What you need to do :: In the entries below, how many lines hold the string "DraftError"? Answer with the number only.

[Extracted entries]

//! Navigation bar view model.

use crate::services::Viewer;

/// A link in the navigation bar.
#[derive(Debug, Clone, PartialEq, Eq)]
pub struct NavLink {
    pub href: &'static str,
    pub label: &'static str,
}

/// What the navigation bar shows for the current viewer.
#[derive(Debug, Clone, Default)]
pub struct Navbar {
    pub signed_in: bool,
    pub is_admin: bool,
    pub email: Option<String>,
}

impl Navbar {
    #[must_use]
    pub fn for_viewer(viewer: &Viewer) -> Self {
        Self {
            signed_in: viewer.is_signed_in(),
            is_admin: viewer.is_admin(),
            email: viewer.user().and_then(|u| u.email.clone()),
        }
    }

    /// Page links, in display order. Logout is a form, not a link.
    #[must_use]
    pub fn links(&self) -> Vec<NavLink> {
        let mut links = vec![NavLink {
            href: "/",
            label: "Home",
        }];
        if self.is_admin {
            links.push(NavLink {
                href: "/write",
                label: "Write",
            });
            links.push(NavLink {
                href: "/admin",
                label: "Admin",
            });
        }
        if !self.signed_in {
            links.push(NavLink {
                href: "/login",
                label: "Login",
            });
        }
        links
    }
}

#[cfg(test)]
mod tests {
    use super::*;

    fn labels(navbar: &Navbar) -> Vec<&'static str> {
        navbar.links().iter().map(|l| l.label).collect()
    }

    #[test]
    fn test_anonymous_sees_login() {
        assert_eq!(labels(&Navbar::for_viewer(&Viewer::anonymous())), ["Home", "Login"]);
    }

    #[test]
    fn test_reader_sees_no_admin_links() {
        let navbar = Navbar {
            signed_in: true,
            is_admin: false,
            email: None,
        };
        assert_eq!(labels(&navbar), ["Home"]);
    }

    #[test]
    fn test_admin_sees_write_and_admin() {
        let navbar = Navbar {
            signed_in: true,
            is_admin: true,
            email: Some("admin@techlog.dev".into()),
        };
        assert_eq!(labels(&navbar), ["Home", "Write", "Admin"]);
    }
}
//! Session-related types.
//!
//! Keys under which per-browser state is kept in the cookie session.

/// Session keys for authentication data.
pub mod keys {
    /// Key for the cached auth session (tokens plus user).
    pub const AUTH_SESSION: &str = "auth_session";
}
//! Admin dashboard route handler.

use askama::Template;
use askama_web::WebTemplate;
use axum::{
    extract::State,
    response::{IntoResponse, Redirect, Response},
};
use tracing::instrument;

use crate::filters;
use crate::middleware::CurrentViewer;
use crate::pages::dashboard::{self, ADMIN_GUIDE_SQL};
use crate::pages::{DashboardView, Navbar};
use crate::services::ContentRepository;
use crate::state::AppState;

/// Dashboard template.
#[derive(Template, WebTemplate)]
#[template(path = "admin/dashboard.html")]
pub struct DashboardTemplate {
    pub navbar: Navbar,
    pub dashboard: DashboardView,
    pub guide_sql: &'static str,
}

/// Display the dashboard. Retry is a reload of this page.
#[instrument(skip(state, viewer))]
pub async fn dashboard(
    State(state): State<AppState>,
    CurrentViewer(viewer): CurrentViewer,
) -> Response {
    if let Some(target) = dashboard::guard_redirect(&viewer) {
        return Redirect::to(target).into_response();
    }

    let repo = ContentRepository::new(state.data(), viewer.access_token());
    let loaded = dashboard::load(&repo).await;
    DashboardTemplate {
        navbar: Navbar::for_viewer(&viewer),
        dashboard: DashboardView::from_state(&loaded),
        guide_sql: ADMIN_GUIDE_SQL,
    }
    .into_response()
}
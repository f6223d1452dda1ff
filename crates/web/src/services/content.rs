//! Access to articles, subscribers and accounts stored in the backend.
//!
//! The repository is a thin pass-through: the backend owns the rows and
//! enforces who may touch them. What this layer adds is input validation,
//! ordering, and a small error taxonomy pages can turn into messages.

use techlog_core::{ArticleDraft, ArticleId, DraftError, Email, EmailError, UserId};
use thiserror::Error;
use tracing::instrument;

use super::seed::EXAMPLE_ARTICLES;
use crate::supabase::{AdminUserView, Article, BackendError, DataBackend, NewArticle, Subscriber};

/// Failure of a repository operation.
#[derive(Debug, Error)]
pub enum ContentError {
    /// The input was rejected (empty field, malformed or duplicate email).
    #[error("Validation error: {0}")]
    Validation(String),

    /// The backend refused the caller's role.
    #[error("Not authorized: {0}")]
    Authorization(String),

    /// The row does not exist.
    #[error("Not found: {0}")]
    NotFound(String),

    /// Talking to the backend failed.
    #[error("Backend error: {0}")]
    Transient(BackendError),
}

impl From<BackendError> for ContentError {
    fn from(err: BackendError) -> Self {
        if err.is_authorization() {
            Self::Authorization(err.to_string())
        } else if err.is_not_found() {
            Self::NotFound(err.to_string())
        } else if err.is_conflict() {
            Self::Validation("already exists".to_string())
        } else if err.is_invalid_input() {
            Self::Validation(
                err.api_message()
                    .map_or_else(|| err.to_string(), String::from),
            )
        } else {
            Self::Transient(err)
        }
    }
}

impl From<DraftError> for ContentError {
    fn from(err: DraftError) -> Self {
        Self::Validation(err.to_string())
    }
}

impl From<EmailError> for ContentError {
    fn from(err: EmailError) -> Self {
        Self::Validation(err.to_string())
    }
}

/// Outcome of seeding the example articles.
#[derive(Debug, Clone, Copy, Default, PartialEq, Eq)]
pub struct SeedReport {
    pub inserted: usize,
    pub failed: usize,
}

/// Repository bound to one caller.
///
/// `access_token` is the caller's bearer token, `None` for anonymous visitors.
pub struct ContentRepository<'a> {
    backend: &'a dyn DataBackend,
    access_token: Option<&'a str>,
}

impl<'a> ContentRepository<'a> {
    #[must_use]
    pub const fn new(backend: &'a dyn DataBackend, access_token: Option<&'a str>) -> Self {
        Self {
            backend,
            access_token,
        }
    }

    /// All articles, newest first.
    ///
    /// # Errors
    ///
    /// Returns [`ContentError::Transient`] when the backend fails.
    #[instrument(skip(self))]
    pub async fn list_articles(&self) -> Result<Vec<Article>, ContentError> {
        let mut articles = self.backend.select_articles(self.access_token).await?;
        articles.sort_by(|a, b| b.created_at.cmp(&a.created_at));
        Ok(articles)
    }

    /// Publish a draft as `author`.
    ///
    /// # Errors
    ///
    /// Returns [`ContentError::Authorization`] when the caller is not an
    /// admin, [`ContentError::Validation`] when the backend rejects the row.
    #[instrument(skip(self, draft), fields(title = %draft.title()))]
    pub async fn create_article(
        &self,
        draft: &ArticleDraft,
        author: &UserId,
    ) -> Result<Article, ContentError> {
        let new = NewArticle {
            title: draft.title().to_string(),
            content: draft.content().to_string(),
            user_id: author.clone(),
            created_at: None,
        };
        let article = self.backend.insert_article(self.access_token, &new).await?;
        tracing::info!(article_id = %article.id, "Article published");
        Ok(article)
    }

    /// Delete an article. A missing id counts as deleted.
    ///
    /// # Errors
    ///
    /// Returns [`ContentError::Authorization`] when the caller is not an
    /// admin, [`ContentError::Transient`] when the backend fails.
    #[instrument(skip(self))]
    pub async fn delete_article(&self, id: &ArticleId) -> Result<(), ContentError> {
        match self.backend.delete_article(self.access_token, id).await {
            Ok(()) => {
                tracing::info!(article_id = %id, "Article deleted");
                Ok(())
            }
            Err(e) => match ContentError::from(e) {
                ContentError::NotFound(_) => Ok(()),
                other => Err(other),
            },
        }
    }

    /// All subscribers, newest first (admins only).
    ///
    /// # Errors
    ///
    /// Returns [`ContentError::Authorization`] for non-admins and
    /// [`ContentError::Transient`] when the backend fails.
    #[instrument(skip(self))]
    pub async fn list_subscribers(&self) -> Result<Vec<Subscriber>, ContentError> {
        let mut subscribers = self.backend.select_subscribers(self.access_token).await?;
        subscribers.sort_by(|a, b| b.created_at.cmp(&a.created_at));
        Ok(subscribers)
    }

    /// Add an email address to the mailing list.
    ///
    /// # Errors
    ///
    /// Returns [`ContentError::Validation`] for a malformed or already
    /// subscribed address, [`ContentError::Transient`] when the backend fails.
    #[instrument(skip(self))]
    pub async fn create_subscriber(&self, email: &str) -> Result<Email, ContentError> {
        let email = Email::parse_input(email)?;
        self.backend
            .insert_subscriber(self.access_token, &email)
            .await?;
        tracing::info!(domain = email.domain(), "New subscriber");
        Ok(email)
    }

    /// Accounts with their roles (admins only).
    ///
    /// # Errors
    ///
    /// Returns [`ContentError::Authorization`] for non-admins and
    /// [`ContentError::Transient`] when the backend fails.
    #[instrument(skip(self))]
    pub async fn list_admin_users(&self) -> Result<Vec<AdminUserView>, ContentError> {
        Ok(self.backend.rpc_get_admin_users(self.access_token).await?)
    }

    /// Insert the example articles, tagged with `author`.
    ///
    /// Each insert stands alone: a failure is logged and counted, and the
    /// next article is still attempted.
    #[instrument(skip(self))]
    pub async fn seed_examples(&self, author: &UserId) -> SeedReport {
        let mut report = SeedReport::default();
        for example in &EXAMPLE_ARTICLES {
            let new = NewArticle {
                title: example.title.to_string(),
                content: example.content.to_string(),
                user_id: author.clone(),
                created_at: example.created_at(),
            };
            match self.backend.insert_article(self.access_token, &new).await {
                Ok(article) => {
                    tracing::info!(article_id = %article.id, title = example.title, "Seeded article");
                    report.inserted += 1;
                }
                Err(e) => {
                    tracing::error!(error = %e, title = example.title, "Error seeding article");
                    report.failed += 1;
                }
            }
        }
        report
    }
}

#[cfg(test)]
#[allow(clippy::unwrap_used)]
mod tests {
    use super::*;
    use crate::supabase::fake::InMemoryBackend;
    use crate::supabase::AuthSession;
    use techlog_core::Role;

    fn backend_with_admin() -> (InMemoryBackend, AuthSession) {
        let backend = InMemoryBackend::new();
        backend.add_user("admin@techlog.dev", "pw-admin", Role::Admin);
        backend.add_user("reader@techlog.dev", "pw-reader", Role::None);
        let session = backend.session_for("admin@techlog.dev").unwrap();
        (backend, session)
    }

    #[tokio::test]
    async fn test_new_article_is_listed_first() {
        let (backend, admin) = backend_with_admin();
        backend.insert_article_row("Older", "body", &admin.user.id);
        let repo = ContentRepository::new(&backend, Some(admin.access_token.as_str()));

        let draft = ArticleDraft::new("Fresh", "text").unwrap();
        let created = repo.create_article(&draft, &admin.user.id).await.unwrap();

        let articles = repo.list_articles().await.unwrap();
        assert_eq!(articles.len(), 2);
        assert_eq!(articles[0].id, created.id);
        assert!(articles.windows(2).all(|w| w[0].created_at >= w[1].created_at));
    }

    #[tokio::test]
    async fn test_non_admin_create_is_authorization_error() {
        let (backend, _admin) = backend_with_admin();
        let reader = backend.session_for("reader@techlog.dev").unwrap();
        let repo = ContentRepository::new(&backend, Some(reader.access_token.as_str()));

        let draft = ArticleDraft::new("Nope", "text").unwrap();
        let err = repo.create_article(&draft, &reader.user.id).await.unwrap_err();
        assert!(matches!(err, ContentError::Authorization(_)));
        assert!(backend.articles().is_empty());
    }

    #[tokio::test]
    async fn test_delete_missing_id_is_success() {
        let (backend, admin) = backend_with_admin();
        let kept = backend.insert_article_row("Kept", "body", &admin.user.id);
        let repo = ContentRepository::new(&backend, Some(admin.access_token.as_str()));

        repo.delete_article(&ArticleId::new("does-not-exist"))
            .await
            .unwrap();

        let articles = repo.list_articles().await.unwrap();
        assert_eq!(articles.len(), 1);
        assert_eq!(articles[0].id, kept.id);
    }

    #[tokio::test]
    async fn test_anonymous_delete_rejected() {
        let (backend, admin) = backend_with_admin();
        let article = backend.insert_article_row("Kept", "body", &admin.user.id);
        let repo = ContentRepository::new(&backend, None);

        let err = repo.delete_article(&article.id).await.unwrap_err();
        assert!(matches!(err, ContentError::Authorization(_)));
        assert_eq!(backend.articles().len(), 1);
    }

    #[tokio::test]
    async fn test_malformed_email_leaves_list_unchanged() {
        let (backend, _admin) = backend_with_admin();
        let repo = ContentRepository::new(&backend, None);

        let err = repo.create_subscriber("not-an-email").await.unwrap_err();
        assert!(matches!(err, ContentError::Validation(_)));
        assert!(backend.subscribers().is_empty());

        repo.create_subscriber("Reader@Example.com").await.unwrap();
        assert_eq!(backend.subscribers().len(), 1);
        assert_eq!(backend.subscribers()[0].email.as_str(), "reader@example.com");
    }

    #[tokio::test]
    async fn test_duplicate_email_is_validation_error() {
        let (backend, _admin) = backend_with_admin();
        let repo = ContentRepository::new(&backend, None);
        repo.create_subscriber("reader@example.com").await.unwrap();

        let err = repo
            .create_subscriber("reader@example.com")
            .await
            .unwrap_err();
        assert!(matches!(err, ContentError::Validation(_)));
        assert_eq!(backend.subscribers().len(), 1);
    }

    #[tokio::test]
    async fn test_subscribers_and_accounts_need_admin() {
        let (backend, admin) = backend_with_admin();
        let anonymous = ContentRepository::new(&backend, None);
        assert!(matches!(
            anonymous.list_subscribers().await.unwrap_err(),
            ContentError::Authorization(_)
        ));
        assert!(matches!(
            anonymous.list_admin_users().await.unwrap_err(),
            ContentError::Authorization(_)
        ));

        let repo = ContentRepository::new(&backend, Some(admin.access_token.as_str()));
        let users = repo.list_admin_users().await.unwrap();
        assert_eq!(users.len(), 2);
        assert!(users.iter().any(|u| u.role.is_admin()));
    }

    #[tokio::test]
    async fn test_seed_tags_author_and_keeps_dates() {
        let (backend, admin) = backend_with_admin();
        let repo = ContentRepository::new(&backend, Some(admin.access_token.as_str()));

        let report = repo.seed_examples(&admin.user.id).await;
        assert_eq!(report, SeedReport { inserted: 2, failed: 0 });

        let articles = repo.list_articles().await.unwrap();
        let titles: Vec<_> = articles.iter().map(|a| a.title.as_str()).collect();
        assert_eq!(
            titles,
            [
                "Golang Project Structure and Goroutines: A Practical Guide",
                "Understanding Kafka Partitions and Message Polling",
            ]
        );
        assert!(articles.iter().all(|a| a.user_id == admin.user.id));
    }

    #[tokio::test]
    async fn test_seed_failures_are_counted_not_fatal() {
        let (backend, _admin) = backend_with_admin();
        let reader = backend.session_for("reader@techlog.dev").unwrap();
        let repo = ContentRepository::new(&backend, Some(reader.access_token.as_str()));

        let report = repo.seed_examples(&reader.user.id).await;
        assert_eq!(report, SeedReport { inserted: 0, failed: 2 });
        assert_eq!(backend.insert_article_calls(), 2);
    }

    #[tokio::test]
    async fn test_backend_outage_is_transient() {
        let (backend, _admin) = backend_with_admin();
        backend.set_fail_list_articles(true);
        let repo = ContentRepository::new(&backend, None);
        assert!(matches!(
            repo.list_articles().await.unwrap_err(),
            ContentError::Transient(_)
        ));
    }
}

[/Extracted entries]

Response to the exercise :: 3